Re: Lucene search priorities

Amit Soni-2
Hi Bhavin,

Thanks a lot for your reply. But i am little confuse this time. Do i
have to give boost and index and search both or either index or search?
Also can you give some docs which has something on how to use boost on
particular fields.

Thanks,
Amit Soni

Bhavin Pandya wrote:

> Hi amit,
> You can give boost to query at search time...
> and you can boost to perticular field at index time....
>
> - Bhavin pandya
>
> ----- Original Message ----- From: "Patrick Turcotte" <[hidden email]>
> To: <[hidden email]>; <[hidden email]>
> Sent: Monday, October 30, 2006 7:38 PM
> Subject: Re: Lucene search priorities
>
>
>> I don't remember the syntax right now, but how about giving a boost to
>> certain fields, either while indexing or while searching ?
>>
>> Patrick
>>
>> On 10/30/06, Amit Soni <[hidden email]> wrote:
>>
>>>
>>> Hi Erick,
>>>
>>> Thanks for the reply.
>>>
>>> Actually the priorities mean when i search for example for cancer then
>>> in the result if get the result in order like
>>> 1. it appears in title
>>> 2. it appears in keywords
>>> 3. it appears in synonyms.
>>>
>>> But right now with the default implementation when i search for query
>>> 'cancer' then for say document range 1 to 10 i got 9th result which
>>> contains given 'cancer' query appears in synonyms field while in 10th
>>> result the 'cancer' query appears in keyword field . But actually i
>>> want
>>> 10th result before 9th.
>>>
>>> So i can do the same using Sort class. Or i can do the same with
>>> anything else.
>>>
>>> I hope you understand want i want to ask.
>>>
>>> Thanks,
>>> Amit Soni
>>>
>>>
>>> Erick Erickson wrote:
>>>
>>> > I think what you want is IndexSearcher.search(Query, Filter, Sort).
>>> > Filter may be null, and Sort is a Sort object that allows you to sort
>>> > on multiple fields at once, which I assume is what you mane by
>>> > "priorities".
>>> >
>>> > Read the cautions about memory usage for a Sort object though.
>>> >
>>> > Best
>>> > Erick
>>> >
>>> > On 10/30/06, *Amit Soni* < [hidden email]
>>> > <mailto:[hidden email]>> wrote:
>>> >
>>> >     Hi list.
>>> >
>>> >     I am using lucene search for one of my site search.
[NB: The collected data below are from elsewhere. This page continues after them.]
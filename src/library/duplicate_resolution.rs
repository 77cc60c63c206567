//! Keeper selection and relocation of redundant duplicate files.

use std::cmp::Ordering;
use std::ffi::OsString;
use std::fs;
use std::io;
use std::path::{Path, PathBuf};

use log::{debug, info, warn};

use crate::db_manager::DbManager;
use crate::error::ResolveError;
use crate::protocol::TrackRecord;

// Lossless containers first, then lossy codecs by typical fidelity.
const FORMAT_RANKS: &[(&str, u32)] = &[
    ("flac", 400),
    ("alac", 390),
    ("wav", 380),
    ("aiff", 370),
    ("aif", 360),
    ("ape", 350),
    ("wv", 340),
    ("m4a", 260),
    ("aac", 250),
    ("ogg", 220),
    ("opus", 210),
    ("mp3", 200),
    ("wma", 180),
];

/// Quality rank of a container/codec name; unknown formats rank 0.
pub fn format_rank(format: Option<&str>) -> u32 {
    let Some(format) = format.map(|format| format.trim().to_lowercase()) else {
        return 0;
    };
    FORMAT_RANKS
        .iter()
        .find(|(name, _)| *name == format)
        .map(|(_, rank)| *rank)
        .unwrap_or(0)
}

/// `(format rank, bitrate, file size, duration)` with absent values as zero.
pub fn quality_key(track: &TrackRecord) -> (u32, i64, i64, f64) {
    (
        format_rank(track.format.as_deref()),
        track.bitrate.unwrap_or(0),
        track.file_size.unwrap_or(0),
        track.duration.unwrap_or(0.0),
    )
}

fn compare_quality(left: &TrackRecord, right: &TrackRecord) -> Ordering {
    let (left_rank, left_bitrate, left_size, left_duration) = quality_key(left);
    let (right_rank, right_bitrate, right_size, right_duration) = quality_key(right);
    left_rank
        .cmp(&right_rank)
        .then(left_bitrate.cmp(&right_bitrate))
        .then(left_size.cmp(&right_size))
        .then(left_duration.total_cmp(&right_duration))
}

/// Highest-quality member of a cluster; ties keep the earliest member.
pub fn pick_keeper(cluster: &[TrackRecord]) -> Option<&TrackRecord> {
    cluster.iter().fold(None::<&TrackRecord>, |best, track| match best {
        Some(current) if compare_quality(track, current) != Ordering::Greater => Some(current),
        _ => Some(track),
    })
}

/// First free path for `file_name` inside `dir`, inserting ` (n)` before the extension.
pub fn unique_destination(dir: &Path, file_name: &Path) -> PathBuf {
    let candidate = dir.join(file_name);
    if !candidate.exists() {
        return candidate;
    }
    let stem = file_name
        .file_stem()
        .map(|stem| stem.to_os_string())
        .unwrap_or_default();
    let extension = file_name.extension().map(|extension| extension.to_os_string());
    (1u32..)
        .map(|counter| {
            let mut name = OsString::from(&stem);
            name.push(format!(" ({counter})"));
            if let Some(extension) = &extension {
                name.push(".");
                name.push(extension);
            }
            dir.join(name)
        })
        .find(|path| !path.exists())
        .unwrap_or(candidate)
}

/// Which half of a relocation failed.
#[derive(Debug, Clone, Copy, PartialEq, Eq)]
pub enum RelocationPhase {
    /// The file could not be moved; disk and database are unchanged.
    Move,
    /// The file moved but its track row still points at the old path.
    Database,
}

/// One file relocated on disk with its track row updated.
#[derive(Debug, Clone, PartialEq, Eq)]
pub struct Relocation {
    pub from: PathBuf,
    pub to: PathBuf,
}

#[derive(Debug, thiserror::Error)]
#[error("relocating {} to {} failed during {phase:?}: {message}", .from.display(), .to.display())]
pub struct RelocationError {
    pub phase: RelocationPhase,
    pub from: PathBuf,
    pub to: PathBuf,
    pub message: String,
}

fn move_file(from: &Path, to: &Path) -> io::Result<()> {
    match fs::rename(from, to) {
        Ok(()) => Ok(()),
        Err(rename_error) => {
            debug!(
                "Rename {} -> {} failed ({}), falling back to copy",
                from.display(),
                to.display(),
                rename_error
            );
            fs::copy(from, to)?;
            fs::remove_file(from)
        }
    }
}

/// Moves `from` into `dest_dir` under a collision-free name, then repoints its track row.
pub fn relocate_file(
    db_manager: &DbManager,
    from: &Path,
    dest_dir: &Path,
) -> Result<Relocation, RelocationError> {
    let file_name = from.file_name().map(Path::new).unwrap_or(from);
    let to = unique_destination(dest_dir, file_name);
    let failure = |phase, message: String| RelocationError {
        phase,
        from: from.to_path_buf(),
        to: to.clone(),
        message,
    };

    move_file(from, &to).map_err(|error| failure(RelocationPhase::Move, error.to_string()))?;
    db_manager
        .relocate_track(&from.to_string_lossy(), &to.to_string_lossy())
        .map_err(|error| failure(RelocationPhase::Database, error.to_string()))?;
    Ok(Relocation {
        from: from.to_path_buf(),
        to,
    })
}

/// Outcome of resolving one duplicate cluster.
#[derive(Debug, Default)]
pub struct DuplicateResolution {
    pub keeper: Option<TrackRecord>,
    pub applied: Vec<Relocation>,
    pub failed: Vec<RelocationError>,
    /// Non-keeper members whose file was already gone.
    pub skipped: Vec<String>,
}

/// Keeps the best member of `cluster` in place and moves every other present file into `dest`.
pub fn resolve_move_others(
    db_manager: &DbManager,
    cluster: &[TrackRecord],
    dest: &Path,
) -> Result<DuplicateResolution, ResolveError> {
    fs::create_dir_all(dest)
        .map_err(|error| ResolveError::local_io(&dest.display().to_string(), &error))?;

    let Some(keeper) = pick_keeper(cluster) else {
        return Ok(DuplicateResolution::default());
    };
    let mut resolution = DuplicateResolution {
        keeper: Some(keeper.clone()),
        ..DuplicateResolution::default()
    };

    for track in cluster.iter().filter(|track| track.path != keeper.path) {
        let from = Path::new(&track.path);
        if !from.exists() {
            debug!("Duplicate {} is already gone, skipping", track.path);
            resolution.skipped.push(track.path.clone());
            continue;
        }
        match relocate_file(db_manager, from, dest) {
            Ok(relocation) => {
                info!(
                    "Moved duplicate {} -> {}",
                    relocation.from.display(),
                    relocation.to.display()
                );
                resolution.applied.push(relocation);
            }
            Err(error) => {
                warn!("{}", error);
                resolution.failed.push(error);
            }
        }
    }
    Ok(resolution)
}
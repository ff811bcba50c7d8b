//! Audio analysis source and its scoped acquisition guard.

use crate::error::AvatarError;

/// Pull-based time-domain audio analysis source (e.g. an analyser node tap).
pub trait AudioSource {
    /// Fill `out` with the most recent samples in `[-1, 1]`.
    fn read_time_domain(&mut self, out: &mut [f32]) -> Result<(), AvatarError>;

    /// Release the underlying analysis resources. Called exactly once.
    fn close(&mut self) {}
}

/// Owns an attached [`AudioSource`]; dropping the tap closes the source.
pub struct AudioTap {
    source: Box<dyn AudioSource>,
}

impl AudioTap {
    pub fn new(source: Box<dyn AudioSource>) -> Self {
        Self { source }
    }

    pub fn read(&mut self, out: &mut [f32]) -> Result<(), AvatarError> {
        self.source.read_time_domain(out)
    }
}

impl Drop for AudioTap {
    fn drop(&mut self) {
        self.source.close();
        tracing::debug!("audio tap closed");
    }
}

impl std::fmt::Debug for AudioTap {
    fn fmt(&self, f: &mut std::fmt::Formatter<'_>) -> std::fmt::Result {
        f.debug_struct("AudioTap").finish_non_exhaustive()
    }
}

#[cfg(test)]
mod tests {
    use super::*;
    use std::cell::Cell;
    use std::rc::Rc;

    struct Probe {
        closed: Rc<Cell<u32>>,
    }

    impl AudioSource for Probe {
        fn read_time_domain(&mut self, out: &mut [f32]) -> Result<(), AvatarError> {
            out.fill(0.5);
            Ok(())
        }
        fn close(&mut self) {
            self.closed.set(self.closed.get() + 1);
        }
    }

    #[test]
    fn dropping_tap_closes_source_once() {
        let closed = Rc::new(Cell::new(0));
        let mut tap = AudioTap::new(Box::new(Probe {
            closed: closed.clone(),
        }));
        let mut buf = [0.0; 4];
        tap.read(&mut buf).unwrap();
        assert_eq!(buf, [0.5; 4]);
        drop(tap);
        assert_eq!(closed.get(), 1);
    }
}
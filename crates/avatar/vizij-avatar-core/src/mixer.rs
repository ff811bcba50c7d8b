//! Mixer: clip playback slots, fades and the per-frame joint write.
//!
//! Methods:
//! - create_action, swap_clip, play / play_from_start, fade_out, stop, retire, remove
//! - update (advance time + fades → accumulate → write skeleton)
//!
//! Both the blend scheduler and the gesture queue drive clips through one mixer, so
//! overlapping fades between idle and gesture clips blend on the same joints.

use std::sync::Arc;

use hashbrown::HashMap;
use serde::{Deserialize, Serialize};

use crate::accumulate::RotationAccumulator;
use crate::clip::ClipData;
use crate::sampling::sample_rotation;
use crate::skeleton::{JointBindings, JointHandle, Skeleton};

/// Playback slot inside a [`Mixer`]. Ids are dense per mixer and never reused
/// until the counter wraps.
#[derive(Copy, Clone, Debug, Eq, PartialEq, Hash, Ord, PartialOrd, Serialize, Deserialize)]
pub struct ActionId(pub u32);

#[derive(Copy, Clone, Debug, Serialize, Deserialize, PartialEq, Eq)]
pub enum LoopMode {
    Once,
    Loop,
}

/// Discrete signals emitted by [`Mixer::update`].
#[derive(Clone, Copy, Debug, PartialEq, Eq)]
pub enum MixerEvent {
    /// A `Once` action reached its last frame.
    Finished { action: ActionId },
    /// A fade-out completed and the action stopped.
    FadedOut { action: ActionId },
}

#[derive(Clone, Copy, Debug)]
struct Fade {
    from: f32,
    to: f32,
    duration: f32,
    elapsed: f32,
}

/// One playback slot.
#[derive(Debug)]
pub struct ClipAction {
    pub id: ActionId,
    clip: Arc<ClipData>,
    pub time: f32,
    pub loop_mode: LoopMode,
    pub weight: f32,
    /// Freeze on the last frame instead of stopping when a `Once` clip ends.
    pub clamp_when_finished: bool,
    fade: Option<Fade>,
    fade_factor: f32,
    running: bool,
    paused: bool,
    finished: bool,
    discard_when_stopped: bool,
}

impl ClipAction {
    pub fn clip(&self) -> &Arc<ClipData> {
        &self.clip
    }

    pub fn effective_weight(&self) -> f32 {
        if self.running {
            self.weight * self.fade_factor
        } else {
            0.0
        }
    }

    fn restart(&mut self) {
        self.time = 0.0;
        self.finished = false;
        self.paused = false;
    }

    fn start_fade(&mut self, to: f32, duration: f32) {
        if duration <= 0.0 {
            self.fade = None;
            self.fade_factor = to;
        } else {
            self.fade = Some(Fade {
                from: self.fade_factor,
                to,
                duration,
                elapsed: 0.0,
            });
        }
    }
}

fn fmod(a: f32, b: f32) -> f32 {
    if b == 0.0 {
        return 0.0;
    }
    let m = a % b;
    if (m < 0.0 && b > 0.0) || (m > 0.0 && b < 0.0) {
        m + b
    } else {
        m
    }
}

#[derive(Default, Debug)]
pub struct Mixer {
    next_id: u32,
    actions: Vec<ClipAction>,
    bindings: JointBindings,
    /// Rotation each touched joint returns to when no action drives it.
    rest: HashMap<JointHandle, [f32; 4]>,
    accum: RotationAccumulator,
    events: Vec<MixerEvent>,
}

impl Mixer {
    pub fn new() -> Self {
        Self::default()
    }

    /// Create a stopped action for `clip`.
    pub fn create_action(&mut self, clip: Arc<ClipData>, loop_mode: LoopMode, weight: f32) -> ActionId {
        let id = ActionId(self.next_id);
        self.next_id = self.next_id.wrapping_add(1);
        self.actions.push(ClipAction {
            id,
            clip,
            time: 0.0,
            loop_mode,
            weight: weight.clamp(0.0, 1.0),
            clamp_when_finished: false,
            fade: None,
            fade_factor: 0.0,
            running: false,
            paused: false,
            finished: false,
            discard_when_stopped: false,
        });
        id
    }

    pub fn action(&self, id: ActionId) -> Option<&ClipAction> {
        self.actions.iter().find(|a| a.id == id)
    }

    pub fn action_mut(&mut self, id: ActionId) -> Option<&mut ClipAction> {
        self.actions.iter_mut().find(|a| a.id == id)
    }

    /// Swap the underlying clip; the action is stopped and rewound.
    pub fn swap_clip(&mut self, id: ActionId, clip: Arc<ClipData>) {
        if let Some(a) = self.action_mut(id) {
            a.clip = clip;
            a.running = false;
            a.fade = None;
            a.fade_factor = 0.0;
            a.restart();
        }
    }

    /// Start (or keep) playing with a fade-in. A running action keeps its time;
    /// a stopped one restarts from the beginning.
    pub fn play(&mut self, id: ActionId, fade_in: f32) {
        if let Some(a) = self.action_mut(id) {
            if !a.running {
                a.restart();
                a.fade_factor = 0.0;
                a.running = true;
            }
            a.discard_when_stopped = false;
            a.start_fade(1.0, fade_in);
        }
    }

    /// Rewind and play, even if already running.
    pub fn play_from_start(&mut self, id: ActionId, fade_in: f32) {
        if let Some(a) = self.action_mut(id) {
            a.restart();
            a.running = true;
            a.discard_when_stopped = false;
            if fade_in <= 0.0 {
                a.fade = None;
                a.fade_factor = 1.0;
            } else {
                a.fade_factor = 0.0;
                a.start_fade(1.0, fade_in);
            }
        }
    }

    /// Fade a running action to zero; it stops when the fade completes.
    pub fn fade_out(&mut self, id: ActionId, duration: f32) {
        let mut stopped_now = false;
        if let Some(a) = self.action_mut(id) {
            if !a.running {
                return;
            }
            a.start_fade(0.0, duration);
            if a.fade.is_none() {
                a.running = false;
                stopped_now = a.discard_when_stopped;
            }
        }
        if stopped_now {
            self.remove(id);
        }
    }

    /// Stop immediately (no fade).
    pub fn stop(&mut self, id: ActionId) {
        if let Some(a) = self.action_mut(id) {
            a.running = false;
            a.fade = None;
            a.fade_factor = 0.0;
            a.paused = false;
        }
    }

    /// Fade out, then discard the action. `fade <= 0` discards immediately.
    pub fn retire(&mut self, id: ActionId, fade: f32) {
        let running = self.action(id).is_some_and(|a| a.running);
        if !running || fade <= 0.0 {
            self.remove(id);
            return;
        }
        if let Some(a) = self.action_mut(id) {
            a.discard_when_stopped = true;
            a.paused = a.finished && a.clamp_when_finished;
            a.start_fade(0.0, fade);
        }
    }

    pub fn remove(&mut self, id: ActionId) {
        self.actions.retain(|a| a.id != id);
    }

    pub fn is_running(&self, id: ActionId) -> bool {
        self.action(id).is_some_and(|a| a.running)
    }

    pub fn time(&self, id: ActionId) -> Option<f32> {
        self.action(id).map(|a| a.time)
    }

    pub fn effective_weight(&self, id: ActionId) -> f32 {
        self.action(id).map(|a| a.effective_weight()).unwrap_or(0.0)
    }

    pub fn set_weight(&mut self, id: ActionId, weight: f32) {
        if let Some(a) = self.action_mut(id) {
            a.weight = weight.clamp(0.0, 1.0);
        }
    }

    pub fn set_clamp_when_finished(&mut self, id: ActionId, clamp: bool) {
        if let Some(a) = self.action_mut(id) {
            a.clamp_when_finished = clamp;
        }
    }

    pub fn running_count(&self) -> usize {
        self.actions.iter().filter(|a| a.running).count()
    }

    pub fn len(&self) -> usize {
        self.actions.len()
    }

    pub fn is_empty(&self) -> bool {
        self.actions.is_empty()
    }

    pub fn stop_all(&mut self) {
        for a in &mut self.actions {
            a.running = false;
            a.fade = None;
            a.fade_factor = 0.0;
        }
    }

    /// Drop every action and binding (teardown).
    pub fn clear(&mut self) {
        self.actions.clear();
        self.bindings.clear();
        self.rest.clear();
        self.accum.clear();
        self.events.clear();
    }

    /// Forget captured rest rotations and bindings; the next update re-captures
    /// them from the skeleton's current pose.
    pub fn recapture_rest(&mut self) {
        self.rest.clear();
        self.bindings.clear();
    }

    /// Advance every running action by `dt` seconds and write blended local
    /// rotations to the skeleton. Returns the events raised during this step.
    pub fn update(&mut self, dt: f32, skeleton: &mut dyn Skeleton) -> &[MixerEvent] {
        self.events.clear();
        self.advance(dt);

        // Accumulate contributions of every running action.
        self.accum.clear();
        for a in &self.actions {
            let w = a.effective_weight();
            if w <= 0.0 {
                continue;
            }
            for track in &a.clip.tracks {
                if track.keys.is_empty() {
                    continue;
                }
                let Some(handle) = self.bindings.resolve(&*skeleton, &track.joint) else {
                    continue;
                };
                self.rest
                    .entry(handle)
                    .or_insert_with(|| skeleton.local_rotation(handle));
                self.accum.add(handle, sample_rotation(track, a.time), w);
            }
        }

        // Write touched joints; untouched ones fall back to rest.
        for (handle, rest) in self.rest.iter() {
            let q = self.accum.resolve(*handle, *rest).unwrap_or(*rest);
            skeleton.set_local_rotation(*handle, q);
        }

        let stopped: Vec<ActionId> = self
            .actions
            .iter()
            .filter(|a| !a.running && a.discard_when_stopped)
            .map(|a| a.id)
            .collect();
        for id in stopped {
            self.remove(id);
        }

        &self.events
    }

    fn advance(&mut self, dt: f32) {
        for a in &mut self.actions {
            if !a.running {
                continue;
            }
            if let Some(mut fade) = a.fade {
                fade.elapsed += dt;
                let k = (fade.elapsed / fade.duration).min(1.0);
                a.fade_factor = fade.from + (fade.to - fade.from) * k;
                if k >= 1.0 {
                    a.fade = None;
                    if fade.to <= 0.0 {
                        a.running = false;
                        self.events.push(MixerEvent::FadedOut { action: a.id });
                        continue;
                    }
                } else {
                    a.fade = Some(fade);
                }
            }
            if a.paused {
                continue;
            }
            let duration = a.clip.duration_s;
            a.time += dt;
            match a.loop_mode {
                LoopMode::Loop => a.time = fmod(a.time, duration),
                LoopMode::Once => {
                    if a.time >= duration {
                        a.time = duration;
                        if !a.finished {
                            a.finished = true;
                            self.events.push(MixerEvent::Finished { action: a.id });
                        }
                        if a.clamp_when_finished {
                            a.paused = true;
                        } else {
                            a.running = false;
                        }
                    }
                }
            }
        }
    }
}

#[cfg(test)]
mod tests {
    use super::*;
    use crate::clip::{JointTrack, RotationKey};

    fn clip(duration: f32) -> Arc<ClipData> {
        Arc::new(ClipData {
            name: "c".into(),
            duration_s: duration,
            tracks: vec![JointTrack {
                joint: "head".into(),
                keys: vec![RotationKey {
                    time: 0.0,
                    rotation: [0.0, 0.0, 0.0, 1.0],
                }],
            }],
            expressions: None,
        })
    }

    #[test]
    fn action_ids_are_not_reused_after_removal() {
        let mut m = Mixer::new();
        let a = m.create_action(clip(1.0), LoopMode::Once, 1.0);
        m.remove(a);
        let b = m.create_action(clip(1.0), LoopMode::Once, 1.0);
        assert_eq!(a, ActionId(0));
        assert_eq!(b, ActionId(1));
        assert!(m.action(a).is_none());
        assert_eq!(m.len(), 1);
    }

    #[test]
    fn loop_wraps_time() {
        let mut m = Mixer::new();
        let id = m.create_action(clip(1.0), LoopMode::Loop, 1.0);
        m.play(id, 0.0);
        m.advance(2.5);
        assert!((m.time(id).unwrap() - 0.5).abs() < 1e-5);
        assert!(m.is_running(id));
    }

    #[test]
    fn once_finishes_and_clamps() {
        let mut m = Mixer::new();
        let a = m.create_action(clip(1.0), LoopMode::Once, 1.0);
        let b = m.create_action(clip(1.0), LoopMode::Once, 1.0);
        m.set_clamp_when_finished(b, true);
        m.play(a, 0.0);
        m.play(b, 0.0);
        m.advance(1.5);
        assert_eq!(
            m.events,
            vec![
                MixerEvent::Finished { action: a },
                MixerEvent::Finished { action: b }
            ]
        );
        assert!(!m.is_running(a));
        assert!(m.is_running(b));
        assert_eq!(m.time(b), Some(1.0));
        m.events.clear();
        m.advance(10.0);
        assert!(m.events.is_empty(), "finished fires once");
        assert_eq!(m.time(b), Some(1.0));
    }

    #[test]
    fn fade_in_then_out() {
        let mut m = Mixer::new();
        let id = m.create_action(clip(2.0), LoopMode::Loop, 0.8);
        m.play(id, 0.5);
        m.advance(0.25);
        assert!((m.effective_weight(id) - 0.4).abs() < 1e-5);
        m.advance(0.5);
        assert!((m.effective_weight(id) - 0.8).abs() < 1e-5);
        m.fade_out(id, 0.5);
        m.advance(0.5);
        assert_eq!(m.events, vec![MixerEvent::FadedOut { action: id }]);
        assert!(!m.is_running(id));
        assert_eq!(m.effective_weight(id), 0.0);
    }

    #[test]
    fn replay_during_fade_out_keeps_time() {
        let mut m = Mixer::new();
        let id = m.create_action(clip(10.0), LoopMode::Loop, 1.0);
        m.play(id, 0.0);
        m.advance(1.0);
        m.fade_out(id, 1.0);
        m.advance(0.5);
        m.play(id, 1.0);
        assert!((m.time(id).unwrap() - 1.5).abs() < 1e-5);
        assert!((m.effective_weight(id) - 0.5).abs() < 1e-5);
    }

    #[test]
    fn retire_discards_after_fade() {
        let mut m = Mixer::new();
        let id = m.create_action(clip(1.0), LoopMode::Loop, 1.0);
        m.play(id, 0.0);
        m.retire(id, 0.2);
        m.advance(0.3);
        assert!(!m.is_running(id));
        // Removed on the next full update pass.
        let stopped: Vec<_> = m
            .actions
            .iter()
            .filter(|a| !a.running && a.discard_when_stopped)
            .collect();
        assert_eq!(stopped.len(), 1);
    }
}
In which i am
>>> >     fetching values from the database and then index it.
>>> >
>>> >     The fields which the docuement contains is:
>>> >     1. hwid
>>> >     2. title
>>> >     3. author
>>> >     4. keywords
>>> >     5. synonyms
>>> >
>>> >     Now i want the search result should be as per the following
>>> >     priorities
>>> >     1. title
>>> >     2. keywords
>>> >     3. synonyms
>>> >
>>> >     But right now it is in some different priorities. So if some one
>>> >     has and
>>> >     idean regarding this then please let me know.
>>> >
>>> >     Thanks,
>>> >     Amit Soni
>>> >
>>> >
>>> ---------------------------------------------------------------------
>>> >     To unsubscribe, e-mail: [hidden email]
>>> >     <mailto:[hidden email]>
>>> >     For additional commands, e-mail: [hidden email]
>>> >     <mailto:[hidden email]>
>>> >
>>> >
>>>
>>>
>>>
>>
>
> ---------------------------------------------------------------------
> To unsubscribe, e-mail: [hidden email]
> For additional commands, e-mail: [hidden email]
>


---------------------------------------------------------------------
To unsubscribe, e-mail: [hidden email]
For additional commands, e-mail: [hidden email]

Reply | Threaded
Open this post in threaded view
|

Re: Lucene search priorities

Erick Erickson
I don't remember who wrote this, Chris or Yonik or Otis, but here's the word
from somebody who actually knows...

index time field boosts are away to express things like "this document title
is worth twice as much as the title of most documents". query time boosts
are a way to express "i care about matches on this clause of my query twice
as much as I do about matches to other clauses of my query".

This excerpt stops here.